Text(0.5, 1.0, 'Combined effective area of all dispersed orders')

So far, I've described order-sorting in the traditional paradigm used for e.g. Chandra/HETGS or XMM/RGS where one spectrum is extracted for each order and each spectrum has one or more associated ARFs and RMFs. Data like that can be fitted with the common tools in X-ray astronomy, like XSPEC, Sherpa, ISIS, etc., which are well tested, accepted in the field, and implement proper Poisson statstics. However, to a certain degree that can feel like putting a square peg into a round hole.

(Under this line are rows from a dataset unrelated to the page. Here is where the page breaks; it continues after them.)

//! End-to-end `recompile()` tests for the six concrete scenarios and the
//! universal properties named alongside them.
mod common;

use common::*;
use dxbc_spirv::dxbc::{
    AluOp, ComponentType, DstOperand, Instr, RegisterKind, ResourceDim, ShaderKind, ShaderModule,
    SrcOperand, SysValueSemantic, WriteMask,
};
use dxbc_spirv::root_signature::{RootParameter, RootSignatureDesc, Visibility};
use dxbc_spirv::{recompile, RecompilerConfig};
use spirv::{BuiltIn, Capability, Dim, ExecutionModel, Op};

fn module(kind: ShaderKind, instrs: Vec<Instr>) -> ShaderModule {
    ShaderModule { kind, instrs, input_sig: vec![], output_sig: vec![] }
}

#[test]
fn s1_trivial_compute() {
    let m = module(
        ShaderKind::Compute,
        vec![Instr::DclThreadGroup { x: 8, y: 8, z: 1 }, Instr::Ret],
    );
    let out = recompile(&m, &RootSignatureDesc::default(), RecompilerConfig::default()).unwrap();

    assert_eq!(out.spirv[0], 0x0723_0203, "missing SPIR-V magic number");
    let instrs = body_instrs(&out.spirv);

    let caps = find_opcode(&instrs, Op::Capability);
    assert!(caps.iter().any(|c| c.operands[0] == Capability::Shader as u32));

    let entry = find_opcode(&instrs, Op::EntryPoint);
    assert_eq!(entry.len(), 1);
    assert_eq!(entry[0].operands[0], ExecutionModel::GLCompute as u32);
    // exec-model + main-id + "main"'s 2 padded words, no interface ids.
    assert_eq!(entry[0].operands.len(), 4);

    let modes = find_opcode(&instrs, Op::ExecutionMode);
    assert_eq!(modes.len(), 1);
    assert_eq!(&modes[0].operands[1..5], &[spirv::ExecutionMode::LocalSize as u32, 8, 8, 1]);

    assert_eq!(count_opcode(&instrs, Op::Return), 1);
}

#[test]
fn s2_mov_between_vec4_temps() {
    let mov = Instr::Mov {
        dst: DstOperand::register(RegisterKind::Temp, 0, WriteMask::XYZW),
        src: SrcOperand::register(RegisterKind::Temp, 1),
    };
    let m = module(ShaderKind::Vertex, vec![Instr::DclTemps { count: 2 }, mov, Instr::Ret]);
    let out = recompile(&m, &RootSignatureDesc::default(), RecompilerConfig::default()).unwrap();
    let instrs = body_instrs(&out.spirv);

    assert_eq!(count_opcode(&instrs, Op::TypeFloat), 1);
    assert_eq!(count_opcode(&instrs, Op::TypeVector), 1);

    let vars = find_opcode(&instrs, Op::Variable);
    assert_eq!(vars.len(), 2, "one Private ptr<vec4<f32>> per declared temp");

    assert!(count_opcode(&instrs, Op::Load) >= 1);
    assert!(count_opcode(&instrs, Op::Store) >= 1);
}

#[test]
fn s3_constant_buffer_read() {
    let root_sig = RootSignatureDesc {
        parameters: vec![RootParameter::RootCbv { register: 0, space: 0, visibility: Visibility::All }],
        static_samplers: vec![],
    };
    let load = Instr::Mov {
        dst: DstOperand::register(RegisterKind::Temp, 0, WriteMask::X),
        src: {
            let mut s = SrcOperand::register(RegisterKind::ConstBuffer, 0);
            s.indices[1] = Some(3);
            s
        },
    };
    let m = module(ShaderKind::Vertex, vec![Instr::DclTemps { count: 1 }, Instr::DclConstantBuffer { reg: 0, space: 0, size_vec4: 4 }, load, Instr::Ret]);
    let out = recompile(&m, &root_sig, RecompilerConfig::default()).unwrap();
    let instrs = body_instrs(&out.spirv);

    let decos = find_opcode(&instrs, Op::Decorate);
    assert!(decos.iter().any(|d| d.operands[1] == spirv::Decoration::ArrayStride as u32 && d.operands[2] == 16));
    assert!(decos.iter().any(|d| d.operands[1] == spirv::Decoration::Block as u32));
    assert!(decos.iter().any(|d| d.operands[1] == spirv::Decoration::DescriptorSet as u32));
    assert!(decos.iter().any(|d| d.operands[1] == spirv::Decoration::Binding as u32));

    let member_decos = find_opcode(&instrs, Op::MemberDecorate);
    assert!(member_decos
        .iter()
        .any(|d| d.operands[2] == spirv::Decoration::Offset as u32 && d.operands[3] == 0));
}

#[test]
fn s3_root_cbv_size_mismatch_is_layout_mismatch() {
    let root_sig = RootSignatureDesc {
        parameters: vec![RootParameter::Constants32Bit { register: 0, space: 0, count: 4, visibility: Visibility::All }],
        static_samplers: vec![],
    };
    let m = module(
        ShaderKind::Vertex,
        vec![Instr::DclConstantBuffer { reg: 0, space: 0, size_vec4: 4 }, Instr::Ret],
    );
    let err = recompile(&m, &root_sig, RecompilerConfig::default()).unwrap_err();
    assert!(matches!(err, dxbc_spirv::Error::LayoutMismatch(_)));
}

#[test]
fn s4_if_else() {
    let if_nz = Instr::IfNz { cond: SrcOperand::register(RegisterKind::Temp, 0) };
    let mov_from_r2 = Instr::Mov {
        dst: DstOperand::register(RegisterKind::Temp, 1, WriteMask::XYZW),
        src: SrcOperand::register(RegisterKind::Temp, 2),
    };
    let mov_from_r3 = Instr::Mov {
        dst: DstOperand::register(RegisterKind::Temp, 1, WriteMask::XYZW),
        src: SrcOperand::register(RegisterKind::Temp, 3),
    };
    let m = module(
        ShaderKind::Vertex,
        vec![
            Instr::DclTemps { count: 4 },
            if_nz,
            mov_from_r2,
            Instr::Else,
            mov_from_r3,
            Instr::EndIf,
            Instr::Ret,
        ],
    );
    let out = recompile(&m, &RootSignatureDesc::default(), RecompilerConfig::default()).unwrap();
    let instrs = body_instrs(&out.spirv);

    assert_eq!(count_opcode(&instrs, Op::SelectionMerge), 1);
    assert_eq!(count_opcode(&instrs, Op::BranchConditional), 1);
    assert_eq!(count_opcode(&instrs, Op::Label), 3, "then, else, merge labels");
    assert_eq!(count_opcode(&instrs, Op::Store), 2, "r1 stored once per branch");
}

#[test]
fn s5_texture_sample() {
    let sample = Instr::Sample {
        dst: DstOperand::register(RegisterKind::Temp, 0, WriteMask::XYZW),
        coord: SrcOperand::register(RegisterKind::Input, 0),
        resource: SrcOperand::register(RegisterKind::Resource, 0),
        sampler: SrcOperand::register(RegisterKind::Sampler, 0),
        offset: None,
    };
    let m = module(
        ShaderKind::Fragment,
        vec![
            Instr::DclTemps { count: 1 },
            Instr::DclInput { reg: 0, mask: WriteMask::XYZW },
            Instr::DclResource { reg: 0, space: 0, dim: ResourceDim::Texture2D, sampled_kind: ComponentType::Float, rel_addr: false },
            Instr::DclSampler { reg: 0, space: 0 },
            sample,
            Instr::Ret,
        ],
    );
    let root_sig = RootSignatureDesc {
        parameters: vec![RootParameter::DescriptorTable(dxbc_spirv::root_signature::DescriptorTable {
            ranges: vec![
                dxbc_spirv::root_signature::DescriptorRange {
                    kind: dxbc_spirv::root_signature::RangeKind::Srv,
                    base_register: 0,
                    register_space: 0,
                    descriptor_count: 1,
                    offset_in_table: 0,
                    visibility: Visibility::Pixel,
                },
                dxbc_spirv::root_signature::DescriptorRange {
                    kind: dxbc_spirv::root_signature::RangeKind::Sampler,
                    base_register: 0,
                    register_space: 0,
                    descriptor_count: 1,
                    offset_in_table: 1,
                    visibility: Visibility::Pixel,
                },
            ],
        })],
        static_samplers: vec![],
    };
    let out = recompile(&m, &root_sig, RecompilerConfig::default()).unwrap();
    let instrs = body_instrs(&out.spirv);

    let images = find_opcode(&instrs, Op::TypeImage);
    assert_eq!(images.len(), 1);
    // operands: [result-id, sampled-type, Dim, Depth, Arrayed, MS, Sampled, Format]
    assert_eq!(images[0].operands[2], Dim::Dim2D as u32);
    assert_eq!(images[0].operands[6], 1, "sampled=1 for an SRV");

    assert_eq!(count_opcode(&instrs, Op::TypeSampledImage), 1);
    assert_eq!(count_opcode(&instrs, Op::SampledImage), 1);
    assert_eq!(count_opcode(&instrs, Op::ImageSampleImplicitLod), 1);
}

#[test]
fn s6_uav_typed_store() {
    let store = Instr::StoreUavTyped {
        uav: SrcOperand::register(RegisterKind::Uav, 0),
        coord: SrcOperand::register(RegisterKind::ThreadId, 0),
        value: SrcOperand::register(RegisterKind::Temp, 0),
    };
    let m = module(
        ShaderKind::Compute,
        vec![
            Instr::DclThreadGroup { x: 1, y: 1, z: 1 },
            Instr::DclTemps { count: 1 },
            Instr::DclUav { reg: 0, space: 0, dim: ResourceDim::Texture2D, sampled_kind: ComponentType::Float, has_counter: false, rel_addr: false },
            store,
            Instr::Ret,
        ],
    );
    let root_sig = RootSignatureDesc {
        parameters: vec![RootParameter::DescriptorTable(dxbc_spirv::root_signature::DescriptorTable {
            ranges: vec![dxbc_spirv::root_signature::DescriptorRange {
                kind: dxbc_spirv::root_signature::RangeKind::Uav,
                base_register: 0,
                register_space: 0,
                descriptor_count: 1,
                offset_in_table: 0,
                visibility: Visibility::All,
            }],
        })],
        static_samplers: vec![],
    };
    let out = recompile(&m, &root_sig, RecompilerConfig::default()).unwrap();
    let instrs = body_instrs(&out.spirv);

    let caps = find_opcode(&instrs, Op::Capability);
    assert!(caps.iter().any(|c| c.operands[0] == Capability::StorageImageWriteWithoutFormat as u32));

    let images = find_opcode(&instrs, Op::TypeImage);
    assert_eq!(images.len(), 1);
    assert_eq!(images[0].operands[6], 2, "sampled=2 for a UAV");

    assert_eq!(count_opcode(&instrs, Op::ImageWrite), 1);
}

#[test]
fn sysval_input_and_output_round_trip_through_canonical_registers() {
    // A vertex shader forwarding its builtin vertex index into a scalar
    // output, exercising the declaration-time prologue copy queue and the
    // epilog's narrowing pack.
    let mov = Instr::Mov {
        dst: DstOperand::register(RegisterKind::Output, 0, WriteMask::X),
        src: SrcOperand::register(RegisterKind::Input, 0),
    };
    let m = module(
        ShaderKind::Vertex,
        vec![
            Instr::DclInputSv { reg: 0, mask: WriteMask::X, sysval: SysValueSemantic::VertexId },
            Instr::DclOutputSv { reg: 0, mask: WriteMask::X, sysval: SysValueSemantic::VertexId },
            mov,
            Instr::Ret,
        ],
    );
    let out = recompile(&m, &RootSignatureDesc::default(), RecompilerConfig::default()).unwrap();
    let instrs = body_instrs(&out.spirv);

    let builtins = find_opcode(&instrs, Op::Decorate)
        .into_iter()
        .filter(|d| d.operands[1] == spirv::Decoration::BuiltIn as u32)
        .count();
    assert_eq!(builtins, 2, "one BuiltIn decoration for the input, one for the output");

    // Two functions: `main` plus the `setup_output` epilog it calls.
    assert_eq!(count_opcode(&instrs, Op::Function), 2);
    assert_eq!(count_opcode(&instrs, Op::FunctionCall), 1);
}

#[test]
fn clip_and_cull_distance_become_shared_float_arrays() {
    // Two vertex output registers split across clip and cull: o1.xy feeds
    // two clip planes, o2.x feeds one cull plane. SPIR-V wants exactly one
    // `ClipDistance` array (sized 2) and one `CullDistance` array (sized 1),
    // not one array per register.
    let m = module(
        ShaderKind::Vertex,
        vec![
            Instr::DclOutputSv { reg: 1, mask: WriteMask::X | WriteMask::Y, sysval: SysValueSemantic::ClipDistance },
            Instr::DclOutputSv { reg: 2, mask: WriteMask::X, sysval: SysValueSemantic::CullDistance },
            Instr::Ret,
        ],
    );
    let out = recompile(&m, &RootSignatureDesc::default(), RecompilerConfig::default()).unwrap();
    let instrs = body_instrs(&out.spirv);

    let caps = find_opcode(&instrs, Op::Capability);
    assert!(caps.iter().any(|c| c.operands[0] == Capability::ClipDistance as u32));
    assert!(caps.iter().any(|c| c.operands[0] == Capability::CullDistance as u32));

    let builtin_decos: Vec<_> = find_opcode(&instrs, Op::Decorate)
        .into_iter()
        .filter(|d| d.operands[1] == spirv::Decoration::BuiltIn as u32)
        .collect();
    assert!(builtin_decos.iter().any(|d| d.operands[2] == BuiltIn::ClipDistance as u32));
    assert!(builtin_decos.iter().any(|d| d.operands[2] == BuiltIn::CullDistance as u32));
    assert_eq!(builtin_decos.len(), 2, "one shared array per builtin, not one per register");

    let arrays = find_opcode(&instrs, Op::TypeArray);
    assert_eq!(arrays.len(), 2);

    // decoded operands are [result_id, result_type, value] for a plain OpConstant.
    let consts = find_opcode(&instrs, Op::Constant);
    assert!(consts.iter().any(|c| c.operands[2] == 2), "ClipDistance array length 2");
    assert!(consts.iter().any(|c| c.operands[2] == 1), "CullDistance array length 1");
}

#[test]
fn determinism_across_repeated_recompiles() {
    let mov = Instr::Mov {
        dst: DstOperand::register(RegisterKind::Temp, 0, WriteMask::XYZW),
        src: SrcOperand::register(RegisterKind::Temp, 1),
    };
    let m = module(ShaderKind::Vertex, vec![Instr::DclTemps { count: 2 }, mov, Instr::Ret]);
    let a = recompile(&m, &RootSignatureDesc::default(), RecompilerConfig::default()).unwrap();
    let b = recompile(&m, &RootSignatureDesc::default(), RecompilerConfig::default()).unwrap();
    assert_eq!(a.spirv, b.spirv);
}

#[test]
fn id_density_has_no_gaps() {
    let alu = Instr::Alu {
        op: AluOp::Add,
        dst: DstOperand::register(RegisterKind::Temp, 0, WriteMask::XYZW),
        srcs: vec![SrcOperand::register(RegisterKind::Temp, 1), SrcOperand::register(RegisterKind::Temp, 2)],
        sat: false,
    };
    let m = module(ShaderKind::Vertex, vec![Instr::DclTemps { count: 3 }, alu, Instr::Ret]);
    let out = recompile(&m, &RootSignatureDesc::default(), RecompilerConfig::default()).unwrap();
    let bound = out.spirv[3];

    let instrs = body_instrs(&out.spirv);
    let mut max_id = 0u32;
    for i in &instrs {
        // Every instruction with a result lays its result id in operand 0
        // (no result type) or operand 1 (result type then id); over-scanning
        // a few non-id leading operands never under-counts the true max.
        for &w in i.operands.iter().take(2) {
            max_id = max_id.max(w);
        }
    }
    assert!(bound > max_id, "bound {} must exceed every id actually used ({})", bound, max_id);
    assert!(bound - max_id <= 2, "bound should sit right above the highest used id, not leave large gaps");
}

#[test]
fn type_deduplication_collapses_repeated_requests() {
    let alu = Instr::Alu {
        op: AluOp::Add,
        dst: DstOperand::register(RegisterKind::Temp, 0, WriteMask::XYZW),
        srcs: vec![SrcOperand::register(RegisterKind::Temp, 1), SrcOperand::register(RegisterKind::Temp, 2)],
        sat: false,
    };
    let mov = Instr::Mov {
        dst: DstOperand::register(RegisterKind::Temp, 0, WriteMask::XYZW),
        src: SrcOperand::register(RegisterKind::Temp, 1),
    };
    let m = module(ShaderKind::Vertex, vec![Instr::DclTemps { count: 3 }, mov, alu, Instr::Ret]);
    let out = recompile(&m, &RootSignatureDesc::default(), RecompilerConfig::default()).unwrap();
    let instrs = body_instrs(&out.spirv);

    assert_eq!(count_opcode(&instrs, Op::TypeFloat), 1);
    assert_eq!(count_opcode(&instrs, Op::TypeVector), 1);
    assert_eq!(count_opcode(&instrs, Op::TypeVoid), 1);
}

#[test]
fn zero_sized_shader_is_rejected() {
    let m = module(ShaderKind::Vertex, vec![]);
    let err = recompile(&m, &RootSignatureDesc::default(), RecompilerConfig::default()).unwrap_err();
    assert!(matches!(err, dxbc_spirv::Error::InvalidArgument(_)));
}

Arcus data may profit from new, advanced fitting strategies. Several approaches have been discussed in the simulations group for example:

- fractional counts, where a fraction of each count is assigned to an order (but destroys Poisson likelyhood)
- assgin each photon to one order, but choose that order randomly based on the relative likelyhood for each order at that position and CCD energy (hard to make ARF and RMF)
- fit in PHA space, i.e. instead of a number of 1D spectra, fit essentially the 2D bananaplot image.

However, each of these approaches has potential downsides and requires more development.